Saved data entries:
......
use super::MatchRange;
use crate::error::Result;
use crate::index::fm::FmIndex;

impl FmIndex {
    /// 反向搜索精确匹配，返回匹配行区间；区间为空表示无匹配（不是错误）。
    ///
    /// 模式为原始字节，先按字母表编码；空模式或含非法符号的模式直接报错。
    pub fn backward_search(&self, pattern: &[u8]) -> Result<MatchRange> {
        let pat = self.alphabet().encode_pattern(pattern)?;
        Ok(self.backward_search_codes(&pat))
    }

    /// 编码后模式的反向搜索（不再校验字母表）
    pub fn backward_search_codes(&self, pat: &[u8]) -> MatchRange {
        let mut l = 0usize;
        let mut r = self.len();
        for &a in pat.iter().rev() {
            let (nl, nr) = self.rank_range(a, l, r);
            if nl >= nr {
                return MatchRange::empty();
            }
            l = nl;
            r = nr;
        }
        MatchRange::from_half_open(l, r)
    }

    /// 模式出现次数
    pub fn count(&self, pattern: &[u8]) -> Result<usize> {
        Ok(self.backward_search(pattern)?.len())
    }

    /// 模式所有出现位置（升序）
    pub fn find(&self, pattern: &[u8]) -> Result<Vec<usize>> {
        let range = self.backward_search(pattern)?;
        Ok(self.locate_rows(range.rows()))
    }
}

#[cfg(test)]
pub(crate) mod tests {
    use crate::error::IndexError;
    use crate::index::fm::FmIndex;
    use crate::index::IndexConfig;

    pub(crate) fn naive_find(text: &[u8], pattern: &[u8]) -> Vec<usize> {
        if pattern.len() > text.len() {
            return Vec::new();
        }
        (0..=text.len() - pattern.len()).filter(|&i| &text[i..i + pattern.len()] == pattern).collect()
    }

    /// 伪随机 ACGT 文本（不含哨兵）
    pub(crate) fn make_dna(len: usize, seed: u32) -> Vec<u8> {
        let bases = [b'A', b'C', b'G', b'T'];
        let mut x = seed;
        (0..len)
            .map(|_| {
                x = x.wrapping_mul(1_103_515_245).wrapping_add(12_345);
                bases[(x >> 16) as usize % 4]
            })
            .collect()
    }

    #[test]
    fn textbook_exact_positions() {
        let fm = FmIndex::build(b"AATCGGGTTCAATCGGGGT$", &IndexConfig::new(5, 5)).unwrap();
        assert_eq!(fm.find(b"ATCG").unwrap(), vec![1, 11]);
        assert_eq!(fm.find(b"GGGT").unwrap(), vec![4, 15]);
    }

    #[test]
    fn textbook_counts() {
        let fm = FmIndex::build(b"panamabananas$", &IndexConfig::new(3, 2)).unwrap();
        assert_eq!(fm.count(b"ana").unwrap(), 3);
        assert_eq!(fm.count(b"nam").unwrap(), 1);
        assert_eq!(fm.count(b"ba").unwrap(), 1);
        assert_eq!(fm.count(b"mb").unwrap(), 0);
        assert_eq!(fm.find(b"ana").unwrap(), vec![1, 7, 9]);
    }

    #[test]
    fn empty_range_is_not_an_error() {
        let fm = FmIndex::build(b"AAAA$", &IndexConfig::default()).unwrap();
        let range = fm.backward_search(b"AAAAA").unwrap();
        assert!(range.is_empty());
        assert!(fm.find(b"AAAAA").unwrap().is_empty());
    }

    #[test]
    fn malformed_patterns_fail_before_search() {
        let fm = FmIndex::build(b"ACGTACGT$", &IndexConfig::default()).unwrap();
        assert!(matches!(fm.count(b"ACN"), Err(IndexError::InvalidPatternSymbol { symbol: 'N', .. })));
        assert!(matches!(fm.find(b""), Err(IndexError::EmptyPattern)));
        assert!(matches!(fm.count(b"T$"), Err(IndexError::InvalidPatternSymbol { symbol: '$', .. })));
    }

    #[test]
    fn counts_match_naive_scan() {
        let mut text = make_dna(400, 2024);
        text.push(b'$');
        let body = &text[..text.len() - 1];
        for cfg in [IndexConfig::new(1, 1), IndexConfig::new(7, 3), IndexConfig::new(100, 5)] {
            let fm = FmIndex::build(&text, &cfg).unwrap();
            for start in (0..380).step_by(13) {
                for len in [1usize, 2, 3, 5, 8, 20] {
                    let pat = &body[start..start + len];
                    let expect = naive_find(body, pat);
                    assert_eq!(fm.count(pat).unwrap(), expect.len());
                    assert_eq!(fm.find(pat).unwrap(), expect);
                }
            }
            // 文本中不存在的模式
            assert_eq!(fm.count(&[b'A'; 64]).unwrap(), naive_find(body, &[b'A'; 64]).len());
        }
    }
}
......
*THE PROBLEM*:
Quote the data above from the line containing "symbol: '$', .." to the line containing "let expect = naive_find(body, pat);", inclusive, and stop.

*EXERCISE RESPONSE*:
        assert!(matches!(fm.count(b"T$"), Err(IndexError::InvalidPatternSymbol { symbol: '$', .. })));
    }

    #[test]
    fn counts_match_naive_scan() {
        let mut text = make_dna(400, 2024);
        text.push(b'$');
        let body = &text[..text.len() - 1];
        for cfg in [IndexConfig::new(1, 1), IndexConfig::new(7, 3), IndexConfig::new(100, 5)] {
            let fm = FmIndex::build(&text, &cfg).unwrap();
            for start in (0..380).step_by(13) {
                for len in [1usize, 2, 3, 5, 8, 20] {
                    let pat = &body[start..start + len];
                    let expect = naive_find(body, pat);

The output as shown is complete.